_Stored records_:
"""

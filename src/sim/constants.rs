//! Simulation Constants
//!
//! Centralized location for tick timing and tuning values used throughout
//! the simulation. Several of these are experimentally-determined tuning
//! inputs rather than fixed rules; adjust here to rebalance.

/// Fixed simulation tick duration in milliseconds (30 ticks per second).
pub const GAME_TICK_MS: f64 = 1000.0 / 30.0;

// ============================================================================
// Combat start lockouts
// ============================================================================

/// Units that jump to the enemy backline may begin acting after this delay.
pub const MOVE_LOCKOUT_JUMPERS_MS: f64 = 500.0;

/// All remaining units are locked out of acting until this delay elapses,
/// modeling the pre-combat positioning phase.
pub const MOVE_LOCKOUT_MELEE_MS: f64 = 1000.0;

// ============================================================================
// Casting and projectiles
// ============================================================================

/// Cast time applied when a spell does not specify one, in seconds.
pub const DEFAULT_CAST_SECONDS: f32 = 0.25;

/// Travel delay applied when a spell does not specify one, in seconds.
pub const DEFAULT_TRAVEL_SECONDS: f32 = 0.0;

/// Projectiles expire after this long regardless of travel, in milliseconds.
pub const MAX_PROJECTILE_LIFETIME_MS: f64 = 10_000.0;

/// Default projectile collision radius, in hex-width units.
/// Half a projectile width plus half a unit's footprint.
pub const DEFAULT_COLLISION_RADIUS: f32 = 0.55;

// ============================================================================
// Unit actions
// ============================================================================

/// Time to traverse one hex at base move speed, in milliseconds. Tuning value.
pub const BASE_MOVE_HEX_MS: f64 = 550.0;

/// Mana granted per landed basic attack.
pub const MANA_GAIN_PER_ATTACK: f32 = 10.0;

/// Damage multiplier applied on a critical strike.
pub const CRIT_DAMAGE_MULTIPLIER: f32 = 1.4;

// ============================================================================
// Star scaling
// ============================================================================

/// Health multiplier per star level above one.
pub const STAR_HEALTH_MULTIPLIER: f32 = 1.8;

/// Attack damage multiplier per star level above one.
pub const STAR_ATTACK_MULTIPLIER: f32 = 1.25;

#[cfg(test)]
mod tests {
    use super::*;

    #[test]
    fn tick_is_one_thirtieth_of_a_second() {
        assert!((GAME_TICK_MS - 33.333).abs() < 0.01);
    }

    #[test]
    fn lockouts_are_ordered() {
        assert!(MOVE_LOCKOUT_JUMPERS_MS < MOVE_LOCKOUT_MELEE_MS);
    }
}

"""

_Problem to solve_:
For this exercise, repeat exactly the lines of the data above from the one with "a critical strike." down to the one with "pub const STAR_HEALTH_MULTIPLIER: f32 = 1.8;", both end lines included.

_Result of this exercise_:
/// Damage multiplier applied on a critical strike.
pub const CRIT_DAMAGE_MULTIPLIER: f32 = 1.4;

// ============================================================================
// Star scaling
// ============================================================================

/// Health multiplier per star level above one.
pub const STAR_HEALTH_MULTIPLIER: f32 = 1.8;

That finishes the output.